» **Entries shown**:
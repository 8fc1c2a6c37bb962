use std::borrow::Cow;
use std::collections::BTreeMap;
use std::fmt;

use schemars::JsonSchema;
use serde::{Deserialize, Serialize};

use crate::spec::field::{FieldDefinition, FieldId};

/// Opaque reference to a file picked by an applicant. Nothing here uploads it.
#[derive(Debug, Clone, PartialEq, Eq, Serialize, Deserialize, JsonSchema)]
#[serde(rename_all = "camelCase")]
pub struct FileHandle {
    pub name: String,
    #[serde(default, skip_serializing_if = "Option::is_none")]
    pub size: Option<u64>,
    #[serde(default, skip_serializing_if = "Option::is_none")]
    pub content_type: Option<String>,
}

impl FileHandle {
    pub fn named(name: impl Into<String>) -> Self {
        Self {
            name: name.into(),
            size: None,
            content_type: None,
        }
    }
}

/// Shape of a [`FieldValue`], used to match values against field types.
#[derive(Debug, Clone, Copy, PartialEq, Eq, Hash)]
pub enum ValueKind {
    Text,
    Number,
    Boolean,
    List,
    File,
}

impl ValueKind {
    pub fn as_str(&self) -> &'static str {
        match self {
            ValueKind::Text => "text",
            ValueKind::Number => "number",
            ValueKind::Boolean => "boolean",
            ValueKind::List => "list",
            ValueKind::File => "file",
        }
    }
}

/// Applicant-entered value. JSON form is untagged: string, number, bool,
/// array of strings, or a file object.
#[derive(Debug, Clone, PartialEq, Serialize, Deserialize, JsonSchema)]
#[serde(untagged)]
pub enum FieldValue {
    Boolean(bool),
    Number(f64),
    Text(String),
    List(Vec<String>),
    File(FileHandle),
}

impl FieldValue {
    pub fn kind(&self) -> ValueKind {
        match self {
            FieldValue::Boolean(_) => ValueKind::Boolean,
            FieldValue::Number(_) => ValueKind::Number,
            FieldValue::Text(_) => ValueKind::Text,
            FieldValue::List(_) => ValueKind::List,
            FieldValue::File(_) => ValueKind::File,
        }
    }

    /// Empty strings and empty selections count as "not answered".
    pub fn is_empty(&self) -> bool {
        match self {
            FieldValue::Text(text) => text.is_empty(),
            FieldValue::List(items) => items.is_empty(),
            _ => false,
        }
    }

    /// Numeric view; text is coerced when it parses as a finite number.
    pub fn as_number(&self) -> Option<f64> {
        let value = match self {
            FieldValue::Number(value) => Some(*value),
            FieldValue::Text(text) => text.trim().parse::<f64>().ok(),
            _ => None,
        };
        value.filter(|value| value.is_finite())
    }

    /// Textual view for string-oriented rules; lists, booleans and files have none.
    pub fn as_text(&self) -> Option<Cow<'_, str>> {
        match self {
            FieldValue::Text(text) => Some(Cow::Borrowed(text.as_str())),
            FieldValue::Number(value) => Some(Cow::Owned(format_number(*value))),
            _ => None,
        }
    }

    pub fn as_bool(&self) -> Option<bool> {
        match self {
            FieldValue::Boolean(flag) => Some(*flag),
            _ => None,
        }
    }

    pub fn as_list(&self) -> Option<&[String]> {
        match self {
            FieldValue::List(items) => Some(items),
            _ => None,
        }
    }

    /// Length used by `minLength`/`maxLength`: characters for text, items for lists.
    pub fn length(&self) -> Option<usize> {
        match self {
            FieldValue::List(items) => Some(items.len()),
            other => other.as_text().map(|text| text.chars().count()),
        }
    }
}

impl fmt::Display for FieldValue {
    fn fmt(&self, f: &mut fmt::Formatter<'_>) -> fmt::Result {
        match self {
            FieldValue::Boolean(flag) => write!(f, "{}", flag),
            FieldValue::Number(value) => f.write_str(&format_number(*value)),
            FieldValue::Text(text) => f.write_str(text),
            FieldValue::List(items) => f.write_str(&items.join(", ")),
            FieldValue::File(handle) => write!(f, "<file {}>", handle.name),
        }
    }
}

impl From<&str> for FieldValue {
    fn from(value: &str) -> Self {
        FieldValue::Text(value.to_string())
    }
}

impl From<String> for FieldValue {
    fn from(value: String) -> Self {
        FieldValue::Text(value)
    }
}

impl From<f64> for FieldValue {
    fn from(value: f64) -> Self {
        FieldValue::Number(value)
    }
}

impl From<bool> for FieldValue {
    fn from(value: bool) -> Self {
        FieldValue::Boolean(value)
    }
}

/// Integral values print without a trailing `.0`.
pub fn format_number(value: f64) -> String {
    if value.fract() == 0.0 && value.abs() < 1e15 {
        format!("{}", value as i64)
    } else {
        value.to_string()
    }
}

/// Values keyed by field id. `null` entries in JSON input are treated as absent.
#[derive(Debug, Clone, Default, PartialEq, Serialize, Deserialize)]
#[serde(from = "BTreeMap<FieldId, Option<FieldValue>>")]
pub struct ValueMap(BTreeMap<FieldId, FieldValue>);

impl From<BTreeMap<FieldId, Option<FieldValue>>> for ValueMap {
    fn from(raw: BTreeMap<FieldId, Option<FieldValue>>) -> Self {
        ValueMap(
            raw.into_iter()
                .filter_map(|(key, value)| value.map(|value| (key, value)))
                .collect(),
        )
    }
}

impl FromIterator<(FieldId, FieldValue)> for ValueMap {
    fn from_iter<T: IntoIterator<Item = (FieldId, FieldValue)>>(iter: T) -> Self {
        ValueMap(iter.into_iter().collect())
    }
}

impl ValueMap {
    pub fn new() -> Self {
        Self::default()
    }

    pub fn get(&self, field_id: &str) -> Option<&FieldValue> {
        self.0.get(field_id)
    }

    pub fn set(&mut self, field_id: impl Into<FieldId>, value: FieldValue) -> Option<FieldValue> {
        self.0.insert(field_id.into(), value)
    }

    pub fn remove(&mut self, field_id: &str) -> Option<FieldValue> {
        self.0.remove(field_id)
    }

    pub fn contains(&self, field_id: &str) -> bool {
        self.0.contains_key(field_id)
    }

    pub fn len(&self) -> usize {
        self.0.len()
    }

    pub fn is_empty(&self) -> bool {
        self.0.is_empty()
    }

    pub fn iter(&self) -> impl Iterator<Item = (&FieldId, &FieldValue)> {
        self.0.iter()
    }

    /// The field's value when it has the shape the field type expects.
    pub fn typed(&self, field: &FieldDefinition) -> Option<&FieldValue> {
        let expected = field.kind.value_kind()?;
        self.get(&field.id).filter(|value| value.kind() == expected)
    }

    /// Adds `option` to a multi-selection, or removes it if already selected.
    ///
    /// Remaining selections keep the order in which they were first picked.
    /// Returns whether the option is selected afterwards.
    pub fn toggle_option(&mut self, field_id: &str, option: &str) -> bool {
        let mut items = match self.0.remove(field_id) {
            Some(FieldValue::List(items)) => items,
            _ => Vec::new(),
        };
        let selected = match items.iter().position(|item| item == option) {
            Some(index) => {
                items.remove(index);
                false
            }
            None => {
                items.push(option.to_string());
                true
            }
        };
        self.0.insert(field_id.to_string(), FieldValue::List(items));
        selected
    }

    /// Keeps only the entries whose ids satisfy `keep`.
    pub fn retain(&mut self, mut keep: impl FnMut(&str) -> bool) {
        self.0.retain(|key, _| keep(key));
    }
}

» **What to produce**: A reply that repeats all the data exactly is required.

» **Task answer**:
repository 8fc1c2a6c37bb962
use std::borrow::Cow;
use std::collections::BTreeMap;
use std::fmt;

use schemars::JsonSchema;
use serde::{Deserialize, Serialize};

use crate::spec::field::{FieldDefinition, FieldId};

/// Opaque reference to a file picked by an applicant. Nothing here uploads it.
#[derive(Debug, Clone, PartialEq, Eq, Serialize, Deserialize, JsonSchema)]
#[serde(rename_all = "camelCase")]
pub struct FileHandle {
    pub name: String,
    #[serde(default, skip_serializing_if = "Option::is_none")]
    pub size: Option<u64>,
    #[serde(default, skip_serializing_if = "Option::is_none")]
    pub content_type: Option<String>,
}

impl FileHandle {
    pub fn named(name: impl Into<String>) -> Self {
        Self {
            name: name.into(),
            size: None,
            content_type: None,
        }
    }
}

/// Shape of a [`FieldValue`], used to match values against field types.
#[derive(Debug, Clone, Copy, PartialEq, Eq, Hash)]
pub enum ValueKind {
    Text,
    Number,
    Boolean,
    List,
    File,
}

impl ValueKind {
    pub fn as_str(&self) -> &'static str {
        match self {
            ValueKind::Text => "text",
            ValueKind::Number => "number",
            ValueKind::Boolean => "boolean",
            ValueKind::List => "list",
            ValueKind::File => "file",
        }
    }
}

/// Applicant-entered value. JSON form is untagged: string, number, bool,
/// array of strings, or a file object.
#[derive(Debug, Clone, PartialEq, Serialize, Deserialize, JsonSchema)]
#[serde(untagged)]
pub enum FieldValue {
    Boolean(bool),
    Number(f64),
    Text(String),
    List(Vec<String>),
    File(FileHandle),
}

impl FieldValue {
    pub fn kind(&self) -> ValueKind {
        match self {
            FieldValue::Boolean(_) => ValueKind::Boolean,
            FieldValue::Number(_) => ValueKind::Number,
            FieldValue::Text(_) => ValueKind::Text,
            FieldValue::List(_) => ValueKind::List,
            FieldValue::File(_) => ValueKind::File,
        }
    }

    /// Empty strings and empty selections count as "not answered".
    pub fn is_empty(&self) -> bool {
        match self {
            FieldValue::Text(text) => text.is_empty(),
            FieldValue::List(items) => items.is_empty(),
            _ => false,
        }
    }

    /// Numeric view; text is coerced when it parses as a finite number.
    pub fn as_number(&self) -> Option<f64> {
        let value = match self {
            FieldValue::Number(value) => Some(*value),
            FieldValue::Text(text) => text.trim().parse::<f64>().ok(),
            _ => None,
        };
        value.filter(|value| value.is_finite())
    }

    /// Textual view for string-oriented rules; lists, booleans and files have none.
    pub fn as_text(&self) -> Option<Cow<'_, str>> {
        match self {
            FieldValue::Text(text) => Some(Cow::Borrowed(text.as_str())),
            FieldValue::Number(value) => Some(Cow::Owned(format_number(*value))),
            _ => None,
        }
    }

    pub fn as_bool(&self) -> Option<bool> {
        match self {
            FieldValue::Boolean(flag) => Some(*flag),
            _ => None,
        }
    }

    pub fn as_list(&self) -> Option<&[String]> {
        match self {
            FieldValue::List(items) => Some(items),
            _ => None,
        }
    }

    /// Length used by `minLength`/`maxLength`: characters for text, items for lists.
    pub fn length(&self) -> Option<usize> {
        match self {
            FieldValue::List(items) => Some(items.len()),
            other => other.as_text().map(|text| text.chars().count()),
        }
    }
}

impl fmt::Display for FieldValue {
    fn fmt(&self, f: &mut fmt::Formatter<'_>) -> fmt::Result {
        match self {
            FieldValue::Boolean(flag) => write!(f, "{}", flag),
            FieldValue::Number(value) => f.write_str(&format_number(*value)),
            FieldValue::Text(text) => f.write_str(text),
            FieldValue::List(items) => f.write_str(&items.join(", ")),
            FieldValue::File(handle) => write!(f, "<file {}>", handle.name),
        }
    }
}

impl From<&str> for FieldValue {
    fn from(value: &str) -> Self {
        FieldValue::Text(value.to_string())
    }
}

impl From<String> for FieldValue {
    fn from(value: String) -> Self {
        FieldValue::Text(value)
    }
}

impl From<f64> for FieldValue {
    fn from(value: f64) -> Self {
        FieldValue::Number(value)
    }
}

impl From<bool> for FieldValue {
    fn from(value: bool) -> Self {
        FieldValue::Boolean(value)
    }
}

/// Integral values print without a trailing `.0`.
pub fn format_number(value: f64) -> String {
    if value.fract() == 0.0 && value.abs() < 1e15 {
        format!("{}", value as i64)
    } else {
        value.to_string()
    }
}

/// Values keyed by field id. `null` entries in JSON input are treated as absent.
#[derive(Debug, Clone, Default, PartialEq, Serialize, Deserialize)]
#[serde(from = "BTreeMap<FieldId, Option<FieldValue>>")]
pub struct ValueMap(BTreeMap<FieldId, FieldValue>);

impl From<BTreeMap<FieldId, Option<FieldValue>>> for ValueMap {
    fn from(raw: BTreeMap<FieldId, Option<FieldValue>>) -> Self {
        ValueMap(
            raw.into_iter()
                .filter_map(|(key, value)| value.map(|value| (key, value)))
                .collect(),
        )
    }
}

impl FromIterator<(FieldId, FieldValue)> for ValueMap {
    fn from_iter<T: IntoIterator<Item = (FieldId, FieldValue)>>(iter: T) -> Self {
        ValueMap(iter.into_iter().collect())
    }
}

impl ValueMap {
    pub fn new() -> Self {
        Self::default()
    }

    pub fn get(&self, field_id: &str) -> Option<&FieldValue> {
        self.0.get(field_id)
    }

    pub fn set(&mut self, field_id: impl Into<FieldId>, value: FieldValue) -> Option<FieldValue> {
        self.0.insert(field_id.into(), value)
    }

    pub fn remove(&mut self, field_id: &str) -> Option<FieldValue> {
        self.0.remove(field_id)
    }

    pub fn contains(&self, field_id: &str) -> bool {
        self.0.contains_key(field_id)
    }

    pub fn len(&self) -> usize {
        self.0.len()
    }

    pub fn is_empty(&self) -> bool {
        self.0.is_empty()
    }

    pub fn iter(&self) -> impl Iterator<Item = (&FieldId, &FieldValue)> {
        self.0.iter()
    }

    /// The field's value when it has the shape the field type expects.
    pub fn typed(&self, field: &FieldDefinition) -> Option<&FieldValue> {
        let expected = field.kind.value_kind()?;
        self.get(&field.id).filter(|value| value.kind() == expected)
    }

    /// Adds `option` to a multi-selection, or removes it if already selected.
    ///
    /// Remaining selections keep the order in which they were first picked.
    /// Returns whether the option is selected afterwards.
    pub fn toggle_option(&mut self, field_id: &str, option: &str) -> bool {
        let mut items = match self.0.remove(field_id) {
            Some(FieldValue::List(items)) => items,
            _ => Vec::new(),
        };
        let selected = match items.iter().position(|item| item == option) {
            Some(index) => {
                items.remove(index);
                false
            }
            None => {
                items.push(option.to_string());
                true
            }
        };
        self.0.insert(field_id.to_string(), FieldValue::List(items));
        selected
    }

    /// Keeps only the entries whose ids satisfy `keep`.
    pub fn retain(&mut self, mut keep: impl FnMut(&str) -> bool) {
        self.0.retain(|key, _| keep(key));
    }
}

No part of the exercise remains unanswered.